# Task brief:
In the following material, identify every line holding the string "street" and return it.

# Dataset:
********

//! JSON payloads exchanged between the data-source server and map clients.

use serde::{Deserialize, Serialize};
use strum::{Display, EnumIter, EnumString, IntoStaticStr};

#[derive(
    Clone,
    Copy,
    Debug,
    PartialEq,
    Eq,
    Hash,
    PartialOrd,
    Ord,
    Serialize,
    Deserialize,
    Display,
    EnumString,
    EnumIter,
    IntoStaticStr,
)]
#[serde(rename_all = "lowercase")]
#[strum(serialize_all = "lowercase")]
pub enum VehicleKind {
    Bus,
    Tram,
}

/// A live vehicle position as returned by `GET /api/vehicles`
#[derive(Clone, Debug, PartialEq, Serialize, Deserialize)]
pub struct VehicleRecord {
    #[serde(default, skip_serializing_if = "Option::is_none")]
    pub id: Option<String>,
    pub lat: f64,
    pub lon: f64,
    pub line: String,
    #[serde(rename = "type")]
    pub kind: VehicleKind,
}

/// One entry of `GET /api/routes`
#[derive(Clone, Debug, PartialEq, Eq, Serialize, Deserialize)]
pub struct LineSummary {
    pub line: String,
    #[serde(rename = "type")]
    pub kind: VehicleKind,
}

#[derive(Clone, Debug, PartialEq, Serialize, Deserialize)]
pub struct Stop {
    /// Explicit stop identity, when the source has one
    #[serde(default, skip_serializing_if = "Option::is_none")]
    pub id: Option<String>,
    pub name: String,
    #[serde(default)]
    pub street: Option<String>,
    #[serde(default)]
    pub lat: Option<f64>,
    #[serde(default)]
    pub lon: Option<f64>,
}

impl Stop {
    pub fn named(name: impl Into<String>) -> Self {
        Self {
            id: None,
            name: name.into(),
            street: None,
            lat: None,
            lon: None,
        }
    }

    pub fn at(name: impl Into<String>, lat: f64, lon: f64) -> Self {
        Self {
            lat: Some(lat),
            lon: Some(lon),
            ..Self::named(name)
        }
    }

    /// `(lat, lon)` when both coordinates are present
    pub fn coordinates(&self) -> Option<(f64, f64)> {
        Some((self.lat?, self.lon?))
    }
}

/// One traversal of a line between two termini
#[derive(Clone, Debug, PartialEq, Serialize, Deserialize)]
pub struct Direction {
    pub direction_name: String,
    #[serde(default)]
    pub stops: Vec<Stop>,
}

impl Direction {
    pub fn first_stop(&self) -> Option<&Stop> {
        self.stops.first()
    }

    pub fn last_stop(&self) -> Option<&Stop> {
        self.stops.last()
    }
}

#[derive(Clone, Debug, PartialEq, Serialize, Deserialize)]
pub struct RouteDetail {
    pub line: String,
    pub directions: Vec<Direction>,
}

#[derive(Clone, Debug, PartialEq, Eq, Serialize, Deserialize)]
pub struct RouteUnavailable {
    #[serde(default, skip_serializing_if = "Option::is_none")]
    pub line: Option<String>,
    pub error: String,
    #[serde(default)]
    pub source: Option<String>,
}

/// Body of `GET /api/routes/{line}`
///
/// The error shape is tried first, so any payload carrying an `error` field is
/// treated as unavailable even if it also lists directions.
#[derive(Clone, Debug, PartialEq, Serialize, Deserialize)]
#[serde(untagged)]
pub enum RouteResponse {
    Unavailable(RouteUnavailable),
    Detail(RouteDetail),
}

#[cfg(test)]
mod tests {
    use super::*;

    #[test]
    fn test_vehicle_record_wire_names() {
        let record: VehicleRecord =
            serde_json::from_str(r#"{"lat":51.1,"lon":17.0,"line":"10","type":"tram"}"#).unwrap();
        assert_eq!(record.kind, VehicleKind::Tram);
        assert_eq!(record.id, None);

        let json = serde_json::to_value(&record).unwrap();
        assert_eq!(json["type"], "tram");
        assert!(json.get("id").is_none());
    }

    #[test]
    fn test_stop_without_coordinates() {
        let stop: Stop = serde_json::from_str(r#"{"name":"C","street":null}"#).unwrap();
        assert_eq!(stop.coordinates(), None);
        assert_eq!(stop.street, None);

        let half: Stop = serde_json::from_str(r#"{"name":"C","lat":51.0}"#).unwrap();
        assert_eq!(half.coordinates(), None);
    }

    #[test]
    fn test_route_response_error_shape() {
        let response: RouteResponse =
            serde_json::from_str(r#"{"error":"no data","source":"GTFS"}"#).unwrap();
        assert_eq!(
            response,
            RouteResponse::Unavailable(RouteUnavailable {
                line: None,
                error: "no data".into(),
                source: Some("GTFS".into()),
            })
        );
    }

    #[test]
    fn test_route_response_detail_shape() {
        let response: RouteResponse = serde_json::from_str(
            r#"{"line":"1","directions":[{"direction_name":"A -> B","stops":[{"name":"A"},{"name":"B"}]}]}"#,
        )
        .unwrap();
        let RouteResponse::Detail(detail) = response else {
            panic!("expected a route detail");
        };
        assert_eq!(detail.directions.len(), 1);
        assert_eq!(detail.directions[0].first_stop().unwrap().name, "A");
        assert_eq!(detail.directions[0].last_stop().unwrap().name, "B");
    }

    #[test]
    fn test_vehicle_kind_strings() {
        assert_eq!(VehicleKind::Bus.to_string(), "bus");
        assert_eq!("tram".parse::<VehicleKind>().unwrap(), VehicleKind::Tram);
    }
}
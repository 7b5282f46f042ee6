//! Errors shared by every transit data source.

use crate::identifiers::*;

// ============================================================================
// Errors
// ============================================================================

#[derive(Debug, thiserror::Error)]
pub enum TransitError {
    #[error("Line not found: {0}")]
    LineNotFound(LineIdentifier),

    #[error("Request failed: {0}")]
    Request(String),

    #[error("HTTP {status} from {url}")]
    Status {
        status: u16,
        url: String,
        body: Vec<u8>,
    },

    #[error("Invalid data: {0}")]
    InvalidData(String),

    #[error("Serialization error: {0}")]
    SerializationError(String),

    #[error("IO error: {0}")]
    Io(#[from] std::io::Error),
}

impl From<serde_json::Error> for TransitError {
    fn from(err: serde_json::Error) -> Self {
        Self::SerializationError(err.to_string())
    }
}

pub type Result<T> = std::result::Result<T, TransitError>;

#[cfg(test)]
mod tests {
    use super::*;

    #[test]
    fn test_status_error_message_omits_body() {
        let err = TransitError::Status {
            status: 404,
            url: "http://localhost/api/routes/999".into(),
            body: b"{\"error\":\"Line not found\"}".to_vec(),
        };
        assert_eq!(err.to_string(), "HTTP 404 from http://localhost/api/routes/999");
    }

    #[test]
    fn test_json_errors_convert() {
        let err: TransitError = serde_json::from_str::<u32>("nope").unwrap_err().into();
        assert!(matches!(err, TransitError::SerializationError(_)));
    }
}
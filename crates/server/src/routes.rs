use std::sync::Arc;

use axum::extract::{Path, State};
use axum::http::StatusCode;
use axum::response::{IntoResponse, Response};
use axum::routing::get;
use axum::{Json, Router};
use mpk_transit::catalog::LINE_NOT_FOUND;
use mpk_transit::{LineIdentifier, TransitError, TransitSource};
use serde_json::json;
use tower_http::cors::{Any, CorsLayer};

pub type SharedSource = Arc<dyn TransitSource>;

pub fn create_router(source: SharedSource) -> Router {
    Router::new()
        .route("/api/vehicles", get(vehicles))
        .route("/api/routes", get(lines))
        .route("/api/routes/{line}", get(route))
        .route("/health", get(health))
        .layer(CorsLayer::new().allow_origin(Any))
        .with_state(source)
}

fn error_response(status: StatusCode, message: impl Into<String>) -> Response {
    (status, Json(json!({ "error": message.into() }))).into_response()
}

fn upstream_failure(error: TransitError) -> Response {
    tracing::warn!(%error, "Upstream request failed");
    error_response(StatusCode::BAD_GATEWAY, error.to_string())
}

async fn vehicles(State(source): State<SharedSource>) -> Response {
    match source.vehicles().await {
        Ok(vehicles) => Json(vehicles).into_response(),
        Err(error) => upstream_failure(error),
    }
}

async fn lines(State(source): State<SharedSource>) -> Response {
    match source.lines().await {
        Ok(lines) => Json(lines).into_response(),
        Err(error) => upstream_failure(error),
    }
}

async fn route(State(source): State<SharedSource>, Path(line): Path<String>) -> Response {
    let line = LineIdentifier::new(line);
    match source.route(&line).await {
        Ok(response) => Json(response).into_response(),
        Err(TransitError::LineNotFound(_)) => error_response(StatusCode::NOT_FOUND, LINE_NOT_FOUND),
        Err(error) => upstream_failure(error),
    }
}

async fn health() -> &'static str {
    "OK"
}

********

# Solution to this problem:
    pub street: Option<String>,
            street: None,
        let stop: Stop = serde_json::from_str(r#"{"name":"C","street":null}"#).unwrap();
        assert_eq!(stop.street, None);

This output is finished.